Thin hybrid pixel assembly fabrication development with backside compensation layer

• Published in: Nuclear instruments & methods in physics research. Section A, Accelerators, spectrometers, detectors and associated equipment Vol. 845; pp. 24 - 28
• Main Authors: Bates, R., Buttar, C., McMullen, T., Cunningham, L., Ashby, J., Doherty, F., Pares, G., Vignoud, L., Kholti, B., Vahanen, S.
• Format: Journal Article
• Language: English
• Published: Elsevier B.V 11.02.2017
• Subjects: Pixel assembly; Pixel detector; Silicon sensor; Thin readout chip; Pixel detector; Silicon sensor; Pixel assembly; Thin readout chip
• ISSN: 0168-9002; 1872-9576
• DOI: 10.1016/j.nima.2016.06.096

The ATLAS and CMS experiments will both replace their entire tracking systems for operation at the HL-LHC in 2026. This will include a significantly larger pixel systems, for example, for ATLAS approximately 15m2. To keep the tracker material budget low it is crucial to minimize the mass of the pixel modules via thinning both the sensor and readout chip to about 150μm each.

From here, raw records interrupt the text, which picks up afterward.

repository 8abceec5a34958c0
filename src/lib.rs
//! Chat agent gateway with tool confirmation and task scheduling.
//!
//! This crate wires a hosted chat-completion model, a small set of
//! callable tools, and a scheduling helper into a request/response
//! runtime:
//!
//! - [`tools`] - registry of auto-executing and confirmation-required
//!   tool definitions, plus the separately-supplied execution map
//! - [`messages`] - conversation model and dangling tool-call cleanup
//! - [`confirmation`] - resolution of human-approved/denied tool calls
//! - [`schedule`] - schedule descriptor normalization and the scheduler
//! - [`agent`] - the per-turn handler tying the above together
//! - [`server`] / [`bridge`] - the two HTTP surfaces
//!
//! # Example
//!
//! ```ignore
//! use chat_agent::{
//!     agent::handle_chat_turn,
//!     builtin::{default_executions, default_registry},
//!     messages::ChatMessage,
//!     providers::OpenAIProvider,
//!     schedule::InMemoryScheduler,
//!     tools::ToolContext,
//!     types::AgentConfig,
//! };
//! use std::{collections::HashMap, sync::Arc};
//!
//! let provider = OpenAIProvider::gpt4o_mini(api_key);
//! let scheduler = Arc::new(InMemoryScheduler::new());
//! let history = vec![ChatMessage::user("what time is it in Tokyo?")];
//!
//! let updated = handle_chat_turn(
//!     &AgentConfig::default(),
//!     &provider,
//!     &default_registry(),
//!     &default_executions(),
//!     &ToolContext::new(scheduler),
//!     history,
//!     &HashMap::new(),
//! )
//! .await?;
//! ```

#![forbid(unsafe_code)]

pub mod agent;
pub mod bridge;
pub mod builtin;
pub mod config;
pub mod confirmation;
pub mod llm;
pub mod messages;
pub mod providers;
pub mod schedule;
pub mod server;
pub mod tools;
pub mod types;

pub use agent::handle_chat_turn;
pub use confirmation::{resolve_pending_tool_calls, ConfirmationDecision, DENIAL_MESSAGE};
pub use llm::LlmProvider;
pub use messages::{clean_incomplete_tool_calls, ChatMessage, MessagePart, ToolCallPart};
pub use schedule::{run_cron_trigger, schedule_task, InMemoryScheduler, ScheduleWhen, Scheduler};
pub use tools::{AutoTool, ExecutionMap, ToolContext, ToolExecutor, ToolRegistry};
pub use types::{AgentConfig, ThreadId, ToolCallState, ToolResult};
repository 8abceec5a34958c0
//! Task scheduling: descriptor normalization and the scheduler seam.
//!
//! A [`ScheduleWhen`] descriptor arrives from the model as a tagged value
//! with four variants. [`schedule_task`] normalizes it into the single
//! effective [`ScheduleInput`] and hands that to the opaque [`Scheduler`]
//! primitive; every failure degrades to a human-readable string rather
//! than an error the caller must handle.

use anyhow::{bail, Context, Result};
use async_trait::async_trait;
use serde::{Deserialize, Serialize};
use std::collections::HashMap;
use std::sync::RwLock;
use time::format_description::well_known::Rfc3339;
use time::OffsetDateTime;
use tracing::info;
use uuid::Uuid;

/// Callback name recorded on tasks created through [`schedule_task`].
pub const TASK_CALLBACK: &str = "execute_task";

/// When a deferred task should run, as described by the model.
#[derive(Clone, Debug, PartialEq, Serialize, Deserialize)]
#[serde(tag = "type", rename_all = "kebab-case")]
pub enum ScheduleWhen {
    /// No schedule requested; nothing to do.
    NoSchedule,
    /// Run once at a specific date.
    Scheduled {
        #[serde(with = "time::serde::rfc3339")]
        date: OffsetDateTime,
    },
    /// Run once after a delay in seconds.
    Delayed { delay_in_seconds: u64 },
    /// Run repeatedly on a cron expression.
    Cron { cron: String },
}

/// The one effective input passed to the scheduling primitive.
#[derive(Clone, Debug, PartialEq, Serialize, Deserialize)]
#[serde(tag = "kind", rename_all = "snake_case")]
pub enum ScheduleInput {
    At {
        #[serde(with = "time::serde::rfc3339")]
        date: OffsetDateTime,
    },
    DelaySeconds {
        seconds: u64,
    },
    Cron {
        expression: String,
    },
}

impl std::fmt::Display for ScheduleInput {
    fn fmt(&self, f: &mut std::fmt::Formatter<'_>) -> std::fmt::Result {
        match self {
            Self::At { date } => {
                let formatted = date
                    .format(&Rfc3339)
                    .unwrap_or_else(|_| date.unix_timestamp().to_string());
                write!(f, "at {formatted}")
            }
            Self::DelaySeconds { seconds } => write!(f, "in {seconds} seconds"),
            Self::Cron { expression } => write!(f, "cron {expression}"),
        }
    }
}

/// A task known to the scheduler.
#[derive(Clone, Debug, Serialize, Deserialize)]
pub struct ScheduledTask {
    pub id: String,
    pub callback: String,
    pub description: String,
    pub when: ScheduleInput,
    #[serde(with = "time::serde::rfc3339")]
    pub created_at: OffsetDateTime,
}

/// The platform's scheduling primitive.
#[async_trait]
pub trait Scheduler: Send + Sync {
    /// Schedule a task. Returns the stored record.
    ///
    /// # Errors
    /// Returns an error if the input is rejected or storage fails.
    async fn schedule(
        &self,
        when: ScheduleInput,
        callback: &str,
        description: &str,
    ) -> Result<ScheduledTask>;

    /// List all known tasks.
    ///
    /// # Errors
    /// Returns an error if the store cannot be read.
    async fn list(&self) -> Result<Vec<ScheduledTask>>;

    /// Cancel a task by id. Returns whether a task was removed.
    ///
    /// # Errors
    /// Returns an error if the store cannot be updated.
    async fn cancel(&self, id: &str) -> Result<bool>;
}

/// Normalize a schedule descriptor and invoke the scheduler.
///
/// `NoSchedule` short-circuits with `"Not a valid schedule input"` and
/// performs no scheduling call. Any scheduler failure is returned as an
/// error-describing string, never raised.
pub async fn schedule_task(
    scheduler: &dyn Scheduler,
    when: &ScheduleWhen,
    description: &str,
) -> String {
    let input = match when {
        ScheduleWhen::NoSchedule => return "Not a valid schedule input".to_string(),
        ScheduleWhen::Scheduled { date } => ScheduleInput::At { date: *date },
        ScheduleWhen::Delayed { delay_in_seconds } => ScheduleInput::DelaySeconds {
            seconds: *delay_in_seconds,
        },
        ScheduleWhen::Cron { cron } => ScheduleInput::Cron {
            expression: cron.clone(),
        },
    };

    match scheduler.schedule(input, TASK_CALLBACK, description).await {
        Ok(task) => format!("Task scheduled ({}): {}", task.when, task.description),
        Err(e) => format!("Error scheduling task: {e}"),
    }
}

/// Entry point invoked by the platform when a cron-scheduled task fires.
///
/// Logs the trigger; the task payload itself carries no work yet.
pub fn run_cron_trigger(cron: &str) {
    let now = OffsetDateTime::now_utc();
    info!(%cron, triggered_at = %now, "cron trigger fired");
}

/// In-memory scheduler, suitable for tests and single-process runs.
#[derive(Default)]
pub struct InMemoryScheduler {
    tasks: RwLock<HashMap<String, ScheduledTask>>,
}

impl InMemoryScheduler {
    #[must_use]
    pub fn new() -> Self {
        Self::default()
    }
}

#[async_trait]
impl Scheduler for InMemoryScheduler {
    async fn schedule(
        &self,
        when: ScheduleInput,
        callback: &str,
        description: &str,
    ) -> Result<ScheduledTask> {
        if let ScheduleInput::Cron { expression } = &when {
            validate_cron(expression)?;
        }

        let task = ScheduledTask {
            id: Uuid::new_v4().to_string(),
            callback: callback.to_string(),
            description: description.to_string(),
            when,
            created_at: OffsetDateTime::now_utc(),
        };

        self.tasks
            .write()
            .ok()
            .context("lock poisoned")?
            .insert(task.id.clone(), task.clone());

        Ok(task)
    }

    async fn list(&self) -> Result<Vec<ScheduledTask>> {
        let tasks = self.tasks.read().ok().context("lock poisoned")?;
        let mut all: Vec<_> = tasks.values().cloned().collect();
        all.sort_by(|a, b| a.created_at.cmp(&b.created_at));
        Ok(all)
    }

    async fn cancel(&self, id: &str) -> Result<bool> {
        Ok(self
            .tasks
            .write()
            .ok()
            .context("lock poisoned")?
            .remove(id)
            .is_some())
    }
}

/// The scheduler treats cron expressions as opaque, but rejects inputs
/// that cannot possibly be a 5-field expression.
fn validate_cron(expression: &str) -> Result<()> {
    let fields = expression.split_whitespace().count();
    if fields != 5 {
        bail!("invalid cron expression {expression:?}: expected 5 fields, got {fields}");
    }
    Ok(())
}

#[cfg(test)]
mod tests {
    use super::*;
    use time::macros::datetime;

    #[tokio::test]
    async fn test_no_schedule_returns_literal_without_scheduling() {
        let scheduler = InMemoryScheduler::new();
        let out = schedule_task(&scheduler, &ScheduleWhen::NoSchedule, "x").await;
        assert_eq!(out, "Not a valid schedule input");
        assert!(scheduler.list().await.unwrap().is_empty());
    }

    #[tokio::test]
    async fn test_cron_confirmation_contains_expression_and_scheduled() {
        let scheduler = InMemoryScheduler::new();
        let when = ScheduleWhen::Cron {
            cron: "* * * * *".to_string(),
        };
        let out = schedule_task(&scheduler, &when, "x").await;
        assert!(out.contains("* * * * *"), "missing cron expr: {out}");
        assert!(out.contains("scheduled"), "missing 'scheduled': {out}");
        assert_eq!(scheduler.list().await.unwrap().len(), 1);
    }

    #[tokio::test]
    async fn test_scheduled_date_variant() {
        let scheduler = InMemoryScheduler::new();
        let when = ScheduleWhen::Scheduled {
            date: datetime!(2026-01-15 09:30:00 UTC),
        };
        let out = schedule_task(&scheduler, &when, "standup reminder").await;
        assert!(out.contains("scheduled"));
        assert!(out.contains("2026-01-15"));
        assert!(out.contains("standup reminder"));
    }

    #[tokio::test]
    async fn test_delayed_variant() {
        let scheduler = InMemoryScheduler::new();
        let when = ScheduleWhen::Delayed {
            delay_in_seconds: 90,
        };
        let out = schedule_task(&scheduler, &when, "ping").await;
        assert!(out.contains("in 90 seconds"));

        let tasks = scheduler.list().await.unwrap();
        assert_eq!(tasks[0].callback, TASK_CALLBACK);
        assert_eq!(
            tasks[0].when,
            ScheduleInput::DelaySeconds { seconds: 90 }
        );
    }

    #[tokio::test]
    async fn test_invalid_cron_degrades_to_error_string() {
        let scheduler = InMemoryScheduler::new();
        let when = ScheduleWhen::Cron {
            cron: "not a cron".to_string(),
        };
        let out = schedule_task(&scheduler, &when, "x").await;
        assert!(out.starts_with("Error scheduling task:"), "got: {out}");
        assert!(scheduler.list().await.unwrap().is_empty());
    }

    #[tokio::test]
    async fn test_cancel_reports_removal() {
        let scheduler = InMemoryScheduler::new();
        let task = scheduler
            .schedule(
                ScheduleInput::DelaySeconds { seconds: 10 },
                TASK_CALLBACK,
                "x",
            )
            .await
            .unwrap();

        assert!(scheduler.cancel(&task.id).await.unwrap());
        assert!(!scheduler.cancel(&task.id).await.unwrap());
        assert!(scheduler.list().await.unwrap().is_empty());
    }

    #[test]
    fn test_descriptor_wire_format() {
        let none: ScheduleWhen = serde_json::from_str(r#"{"type":"no-schedule"}"#).unwrap();
        assert_eq!(none, ScheduleWhen::NoSchedule);

        let cron: ScheduleWhen =
            serde_json::from_str(r#"{"type":"cron","cron":"0 * * * *"}"#).unwrap();
        assert_eq!(
            cron,
            ScheduleWhen::Cron {
                cron: "0 * * * *".to_string()
            }
        );

        let delayed: ScheduleWhen =
            serde_json::from_str(r#"{"type":"delayed","delay_in_seconds":30}"#).unwrap();
        assert_eq!(
            delayed,
            ScheduleWhen::Delayed {
                delay_in_seconds: 30
            }
        );
    }
}
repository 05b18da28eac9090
pub mod content;
pub mod options;
pub use content::{AudioContent, CodeContent, TextContent, VisualContent};
pub use options::{AudioLength, ContentVariant, DepthLevel};
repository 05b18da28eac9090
pub mod prompts;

The bump yield of thin module assemblies using solder based bump bonding can be problematic due to wafer bowing during solder reflow at high temperature. A new bump-bonding process using backside compensation on the readout chip to address the issue of low yield will be presented. The objective is to compensate dynamically the stress of the front side stack by adding a compensating layer to the backside of the wafer. A SiN and Al:Si stack has been chosen for the backside layer. The bow reducing effect of applying a backside compensation layer will be demonstrated using the FE-I4 wafer. The world's first results from assemblies produced from readout wafers thinned to 100μm with a stress compensation layer are presented with bond yields close to 100% measured using the FE-I4 readout chip.